The long-term up-trend support for the Euro is around Parity.
And should that break then look for 0.85 or so, where the market found support in 2000.
Daily chart
In the very short-term, note the current well-constructed bear trend, in which prior lows (in this case 1.2858) are good resistance, ratcheting the Euro lower.
Note too, the small H&S continuation pattern that has just completed. That is suggesting a fresh bear move through 1.2499 …
FUNDAMENTALS:
As it became clear that the US economy was set to make a strong recovery from the weather induced weakness of the 1st quarter, the Dollar responded and began to rally against the Euro and other major currencies.
The move was fuelled by two main factors:
Subsequent releases of US GDP have confirmed that the US economic recovery is indeed on track with strong showings in both Q2 and Q3 GDP, the later released earlier today.
Moreover, in yesterday’s FOMC policy statement, the Fed, as expected, announced the end of QE3 and the taper policy. Policymakers judged the economic recovery was becoming sufficiently self-sustaining, noting the recovery in the labour market.
But they surprised with their comments about interest rates.
The Fed has long maintained its stance that rates will remain low for an extended period. But in yesterday’s statement that commitment was replaced by a more balanced stance that leaves the way open for the Fed to begin hiking rates sooner if the economy out performs the Fed’s expectation but equally, rates could be left unchanged longer if the economy turned unexpectedly weaker. The message markets are taking from this is the Fed will hike sooner if they judge the recovery can take it.
This sets the stage for what we understand to be a significant Dollar rally.
As already noted the Euro zone is sliding towards deflation and recession despite the ECB moving some rates into negative territory and starting a bond buying program that falls just short of full blown QE. To make matters worse the German economy, for so long the Eurozone’s growth engine, is also cooling and a recession there looks to be a growing risk.

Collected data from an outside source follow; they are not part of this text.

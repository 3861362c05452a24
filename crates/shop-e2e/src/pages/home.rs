// HomePage - Header navigation, footer subscription and home-page widgets
//
// The header and footer are shared by every shop page, so these verbs also
// work after navigating away from `/` (e.g. subscribing from the cart).

use super::base::BasePage;
use crate::data::Endpoint;
use crate::error::{Result, ensure_contains, ensure_eq};
use crate::wait::{self, ElementState, TextMatch};
use playwright_rs::{Locator, Page};
use std::time::Duration;

const RECOMMENDED_ADD_TIMEOUT: Duration = Duration::from_secs(40);
const FOOTER_WIDGET_TIMEOUT: Duration = Duration::from_secs(10);
const CAROUSEL_SLIDE_TIMEOUT: Duration = Duration::from_secs(20);

pub struct HomePage {
    base: BasePage,
    signup_login_link: Locator,
    logged_in_user: Locator,
    home_slider: Locator,
    contact_us_link: Locator,
    test_cases_link: Locator,
    products_link: Locator,
    cart_link: Locator,
    footer: Locator,
    subscription_title: Locator,
    subscription_email: Locator,
    subscribe_button: Locator,
    subscription_success: Locator,
    recommended_items_title: Locator,
    recommended_add_to_cart: Locator,
    scroll_up_arrow: Locator,
    header_carousel_texts: Locator,
}

impl HomePage {
    pub async fn new(page: Page, base_url: &str) -> Self {
        Self::from_base(BasePage::new(page, base_url)).await
    }

    pub async fn from_base(base: BasePage) -> Self {
        Self {
            signup_login_link: base.locator(r#"ul.nav a[href="/login"]"#).await,
            logged_in_user: base.locator(r#"a:has-text("Logged in as")"#).await,
            home_slider: base.locator("#slider-carousel div.carousel-inner").await,
            contact_us_link: base.locator(r#"a:has-text("Contact us")"#).await,
            test_cases_link: base.locator(r#"ul.nav a[href="/test_cases"]"#).await,
            products_link: base.locator(r#"ul.nav a[href="/products"]"#).await,
            cart_link: base.locator("ul.nav li a[href='/view_cart']").await,
            footer: base.locator("#footer").await,
            subscription_title: base.locator("div.single-widget h2").await,
            subscription_email: base.locator("#susbscribe_email").await,
            subscribe_button: base.locator("#subscribe").await,
            subscription_success: base.locator("div.alert-success.alert").await,
            recommended_items_title: base
                .locator("div.recommended_items h2.title.text-center")
                .await,
            recommended_add_to_cart: base.locator("div.recommended_items .add-to-cart").await,
            scroll_up_arrow: base.locator("a#scrollUp").await,
            header_carousel_texts: base.locator("div#slider-carousel h2").await,
            base,
        }
    }

    pub fn base(&self) -> &BasePage {
        &self.base
    }

    /// Opens `/` and waits for the home slider.
    pub async fn go_to_home(&self) -> Result<()> {
        tracing::info!("Go to Home Page");
        self.base.navigate(&Endpoint::Home.path()).await?;
        self.base
            .wait_for(
                &self.home_slider,
                ElementState::Visible,
                self.base.timeouts().visibility(),
            )
            .await
    }

    pub async fn go_to_signup_or_login(&self) -> Result<()> {
        tracing::info!("Click on Signup / Login button");
        self.base.click(&self.signup_login_link).await
    }

    /// Checks the "Logged in as" banner contains `username`.
    pub async fn verify_logged_in_user(&self, username: &str) -> Result<()> {
        tracing::info!("Verify user logged in as {}", username);
        let text = self.base.read_text(&self.logged_in_user).await?;
        ensure_contains("Logged in banner", username, &text)
    }

    pub async fn go_to_contact_us_form(&self) -> Result<()> {
        tracing::info!("Click on Contact us link in the header");
        self.base.click(&self.contact_us_link).await
    }

    pub async fn go_to_test_cases_page(&self) -> Result<()> {
        tracing::info!("Click on Test Cases link in the header");
        self.base.click(&self.test_cases_link).await
    }

    pub async fn go_to_products_page(&self) -> Result<()> {
        tracing::info!("Click on Products link in the header");
        self.base.click(&self.products_link).await
    }

    pub async fn go_to_cart_page(&self) -> Result<()> {
        tracing::info!("Click on Cart link in the header");
        self.base
            .click_within(&self.cart_link, FOOTER_WIDGET_TIMEOUT)
            .await
    }

    pub async fn scroll_to_footer(&self) -> Result<()> {
        tracing::info!("Scroll down to footer");
        self.base
            .wait_for(
                &self.footer,
                ElementState::Visible,
                self.base.timeouts().visibility(),
            )
            .await?;
        self.base.scroll_into_view("#footer").await
    }

    pub async fn verify_subscription_text(&self, expected: &str) -> Result<()> {
        tracing::info!("Verify '{}' text is visible", expected);
        self.base
            .wait_for(
                &self.subscription_title,
                ElementState::Visible,
                FOOTER_WIDGET_TIMEOUT,
            )
            .await?;
        let actual = self.base.read_text_content(&self.subscription_title).await?;
        ensure_eq("Subscription title", expected, actual.as_str())
    }

    pub async fn fill_subscription_form(&self, email: &str) -> Result<()> {
        tracing::info!("Fill subscription form: email: {}", email);
        self.base
            .fill_within(&self.subscription_email, email, FOOTER_WIDGET_TIMEOUT)
            .await
    }

    pub async fn click_subscribe_button(&self) -> Result<()> {
        tracing::info!("Click on subscribe button");
        self.base.click(&self.subscribe_button).await
    }

    /// Checks the subscription confirmation contains `expected`.
    pub async fn verify_success_message(&self, expected: &str) -> Result<()> {
        tracing::info!("Verify success message after subscription");
        self.base
            .expect_text(&self.subscription_success, TextMatch::Contains, expected)
            .await
    }

    /// Compares against the rendered (upper-cased) heading.
    pub async fn verify_recommended_items_text(&self, expected: &str) -> Result<()> {
        tracing::info!("Verify Recommended items title");
        let actual = self.base.read_text(&self.recommended_items_title).await?;
        ensure_contains("Recommended items title", expected, &actual)
    }

    pub async fn click_first_add_to_cart(&self) -> Result<()> {
        tracing::info!("Click on the first 'Add to cart' button in the Recommended items");
        self.base
            .click_within(&self.recommended_add_to_cart.first(), RECOMMENDED_ADD_TIMEOUT)
            .await
    }

    pub async fn click_scroll_up_arrow_button(&self) -> Result<()> {
        tracing::info!("Click on scroll up arrow button");
        self.base.click(&self.scroll_up_arrow).await
    }

    /// Every carousel slide heading must read exactly `expected`.
    pub async fn verify_header_carousel_texts(&self, expected: &str) -> Result<()> {
        tracing::info!("Verify all header carousel texts are the same");
        let count = wait::require_non_empty(
            &self.header_carousel_texts,
            "Header carousel",
            self.base.timeouts().assertion(),
        )
        .await?;

        for i in 0..count {
            let slide = self.header_carousel_texts.nth(i as i32);
            self.base
                .wait_for(&slide, ElementState::Visible, CAROUSEL_SLIDE_TIMEOUT)
                .await?;
            let actual = self.base.read_text_content(&slide).await?;
            ensure_eq(
                &format!("Header carousel text {}", i),
                expected,
                actual.as_str(),
            )?;
        }
        Ok(())
    }

    pub async fn scroll_to_top_with_keyboard(&self) -> Result<()> {
        tracing::info!("Scroll page to the top with keyboard");
        self.base.press_key("Home").await
    }
}
// ProductDetailPage - Quantity, add-to-cart and the review form of `/product_details/{id}`

use super::base::BasePage;
use crate::data::records::Review;
use crate::error::Result;
use crate::wait::{ElementState, TextMatch};
use playwright_rs::{Locator, Page};
use std::time::Duration;

const DETAIL_TIMEOUT: Duration = Duration::from_secs(5);

pub struct ProductDetailPage {
    base: BasePage,
    quantity_input: Locator,
    add_to_cart_button: Locator,
    active_tab: Locator,
    review_name: Locator,
    review_email: Locator,
    review_text: Locator,
    review_submit: Locator,
    review_success: Locator,
}

impl ProductDetailPage {
    pub async fn new(page: Page, base_url: &str) -> Self {
        Self::from_base(BasePage::new(page, base_url)).await
    }

    pub async fn from_base(base: BasePage) -> Self {
        Self {
            quantity_input: base.locator("input#quantity").await,
            add_to_cart_button: base.locator("button.btn.btn-default.cart").await,
            active_tab: base.locator("li.active > a").await,
            review_name: base.locator(r#"[id="name"]"#).await,
            review_email: base.locator(r#"[id="email"]"#).await,
            review_text: base.locator(r#"[id="review"]"#).await,
            review_submit: base.locator(r#"[id="button-review"]"#).await,
            review_success: base.locator("div.alert-success.alert span").await,
            base,
        }
    }

    pub fn base(&self) -> &BasePage {
        &self.base
    }

    /// Replaces the quantity by typing, the way a user would.
    pub async fn fill_quantity_field(&self, quantity: u32) -> Result<()> {
        tracing::info!("Fill quantity input field: quantity: {}", quantity);
        self.base
            .click_within(&self.quantity_input, DETAIL_TIMEOUT)
            .await?;
        self.quantity_input.press("Control+A", None).await?;
        self.quantity_input.press("Backspace", None).await?;
        self.base
            .page()
            .keyboard()
            .type_text(&quantity.to_string(), None)
            .await?;
        Ok(())
    }

    pub async fn click_add_to_cart_button(&self) -> Result<()> {
        tracing::info!("Click on 'Add to Cart' button");
        self.base
            .click_within(&self.add_to_cart_button, DETAIL_TIMEOUT)
            .await
    }

    pub async fn verify_active_tab_text(&self, expected: &str) -> Result<()> {
        tracing::info!("Verify active tab contains text: {}", expected);
        self.base
            .expect_text(&self.active_tab, TextMatch::Contains, expected)
            .await
    }

    pub async fn fill_review_product_form(&self, review: &Review) -> Result<()> {
        tracing::info!("Fill review product form");
        self.base
            .fill_within(&self.review_name, &review.name, DETAIL_TIMEOUT)
            .await?;
        self.base
            .fill_within(&self.review_email, &review.email, DETAIL_TIMEOUT)
            .await?;
        self.base
            .fill_within(&self.review_text, &review.review, DETAIL_TIMEOUT)
            .await
    }

    pub async fn click_submit_button(&self) -> Result<()> {
        tracing::info!("Click on Submit button");
        self.base
            .click_within(&self.review_submit, DETAIL_TIMEOUT)
            .await
    }

    pub async fn verify_review_success_message(&self, expected: &str) -> Result<()> {
        tracing::info!("Verify success message after submitting review");
        self.base
            .wait_for(&self.review_success, ElementState::Visible, DETAIL_TIMEOUT)
            .await?;
        self.base
            .expect_text(&self.review_success, TextMatch::Contains, expected)
            .await
    }
}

In the UK the heat appears to be coming out of the red hot housing market and it is feared the weak Euro zone could cool the UK recovery. Add in political risk associated with the UK’s membership of the EU and the Pound looks vulnerable.
Then there is the Yen; despite successfully driving up inflation and flooding the market with easy money, growth has not appeared as expected.

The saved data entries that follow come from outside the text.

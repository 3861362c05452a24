// Fixture - Browser session, per-case context and pre-positioned page objects
//
// A `Session` owns the Playwright server connection and one launched
// browser. Every test case gets its own `TestCase` (fresh context + page),
// so cookies and cart contents never leak between cases.

use crate::config::{BrowserKind, SuiteConfig};
use crate::data::expected::{ALL_PRODUCTS_TITLE, LOGIN_TITLE_TEXT};
use crate::error::Result;
use crate::pages::{
    BasePage, CartPage, CheckoutPage, ContactUsPage, HomePage, LoginPage, PaymentPage,
    ProductDetailPage, ProductsPage, TestCasesPage,
};
use playwright_rs::{
    Browser, BrowserContext, BrowserContextOptions, LaunchOptions, Page, Playwright, Viewport,
};

/// Playwright connection plus one launched browser.
pub struct Session {
    playwright: Playwright,
    browser: Browser,
    config: SuiteConfig,
}

impl Session {
    /// Starts Playwright and launches the configured browser.
    pub async fn launch(config: SuiteConfig) -> Result<Self> {
        tracing::info!(
            "Launching {} (headless: {}) against {}",
            config.browser.as_str(),
            config.headless,
            config.base_url
        );

        let playwright = Playwright::launch().await?;
        let browser_type = match config.browser {
            BrowserKind::Chromium => playwright.chromium(),
            BrowserKind::Firefox => playwright.firefox(),
            BrowserKind::Webkit => playwright.webkit(),
        };
        let browser = browser_type
            .launch_with_options(LaunchOptions::new().headless(config.headless))
            .await?;

        Ok(Self {
            playwright,
            browser,
            config,
        })
    }

    pub fn config(&self) -> &SuiteConfig {
        &self.config
    }

    /// Opens a fresh context (configured viewport, downloads accepted) with
    /// one page.
    pub async fn new_case(&self) -> Result<TestCase> {
        let options = BrowserContextOptions::builder()
            .viewport(Viewport {
                width: self.config.viewport.width,
                height: self.config.viewport.height,
            })
            .accept_downloads(true)
            .build();

        let context = self.browser.new_context_with_options(options).await?;
        let page = context.new_page().await?;
        tracing::debug!(
            "Opened test case context ({}x{})",
            self.config.viewport.width,
            self.config.viewport.height
        );

        Ok(TestCase {
            context,
            page,
            config: self.config.clone(),
        })
    }

    /// Closes the browser, then the Playwright server.
    pub async fn close(self) -> Result<()> {
        self.browser.close().await?;
        self.playwright.shutdown().await?;
        Ok(())
    }
}

/// One test case: an isolated browser context and its page.
pub struct TestCase {
    context: BrowserContext,
    page: Page,
    config: SuiteConfig,
}

impl TestCase {
    pub fn page(&self) -> &Page {
        &self.page
    }

    pub fn config(&self) -> &SuiteConfig {
        &self.config
    }

    pub fn base_url(&self) -> &str {
        &self.config.base_url
    }

    /// Primitives bound to this case's page and the configured timeouts.
    pub fn base_page(&self) -> BasePage {
        BasePage::new(self.page.clone(), self.config.base_url.as_str())
            .with_timeouts(self.config.timeouts)
    }

    pub async fn home_page(&self) -> HomePage {
        HomePage::from_base(self.base_page()).await
    }

    pub async fn login_page(&self) -> LoginPage {
        LoginPage::from_base(self.base_page()).await
    }

    pub async fn products(&self) -> ProductsPage {
        ProductsPage::from_base(self.base_page()).await
    }

    pub async fn product_detail_page(&self) -> ProductDetailPage {
        ProductDetailPage::from_base(self.base_page()).await
    }

    pub async fn cart_page(&self) -> CartPage {
        CartPage::from_base(self.base_page()).await
    }

    pub async fn checkout_page(&self) -> CheckoutPage {
        CheckoutPage::from_base(self.base_page()).await
    }

    pub async fn payment_page(&self) -> PaymentPage {
        PaymentPage::from_base(self.base_page()).await
    }

    pub async fn contact_us_page(&self) -> ContactUsPage {
        ContactUsPage::from_base(self.base_page()).await
    }

    pub async fn test_cases_page(&self) -> TestCasesPage {
        TestCasesPage::from_base(self.base_page()).await
    }

    /// Home page, opened and verified.
    pub async fn home(&self) -> Result<HomePage> {
        let home = self.home_page().await;
        home.go_to_home().await?;
        Ok(home)
    }

    /// Home → "Signup / Login", with the login heading verified.
    pub async fn login_signup_page(&self) -> Result<LoginPage> {
        let home = self.home().await?;
        home.go_to_signup_or_login().await?;

        let login = self.login_page().await;
        login
            .verify_login_to_your_account_text(LOGIN_TITLE_TEXT)
            .await?;
        Ok(login)
    }

    /// Home → "Products", with the "All Products" heading verified.
    pub async fn products_page(&self) -> Result<ProductsPage> {
        let home = self.home().await?;
        home.go_to_products_page().await?;

        let products = self.products().await;
        products.verify_all_products_text(ALL_PRODUCTS_TITLE).await?;
        Ok(products)
    }

    /// Logs in from the login page and verifies the "Logged in as" banner.
    pub async fn login_user(&self, email: &str, password: &str, username: &str) -> Result<LoginPage> {
        let login = self.login_signup_page().await?;
        login.fill_login_form(email, password).await?;
        login.click_login_button().await?;
        login.verify_logged_in_user(username).await?;
        Ok(login)
    }

    /// Closes the context and with it the page.
    pub async fn close(self) -> Result<()> {
        self.context.close().await?;
        Ok(())
    }
}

No other major Central Bank apart from the Fed is laying the ground work for higher interest rates and although the Bank of England is expected to hike some time next year, low inflation and fears of slowing growth offer UK monetary policy makers time to wait and see.
In summary, the Fed believes the US economy is set firmly on the road to self sustaining growth and with unemployment currently at 5.9% and looking to go lower, policy makers have to carefully start the process of policy normalisation. Remember the end of QE3 is not a tightening, the Fed has just stopped adding new stimulus.
In summary we judge the Dollar to be a buy and can and will rally much further especially against the Euro.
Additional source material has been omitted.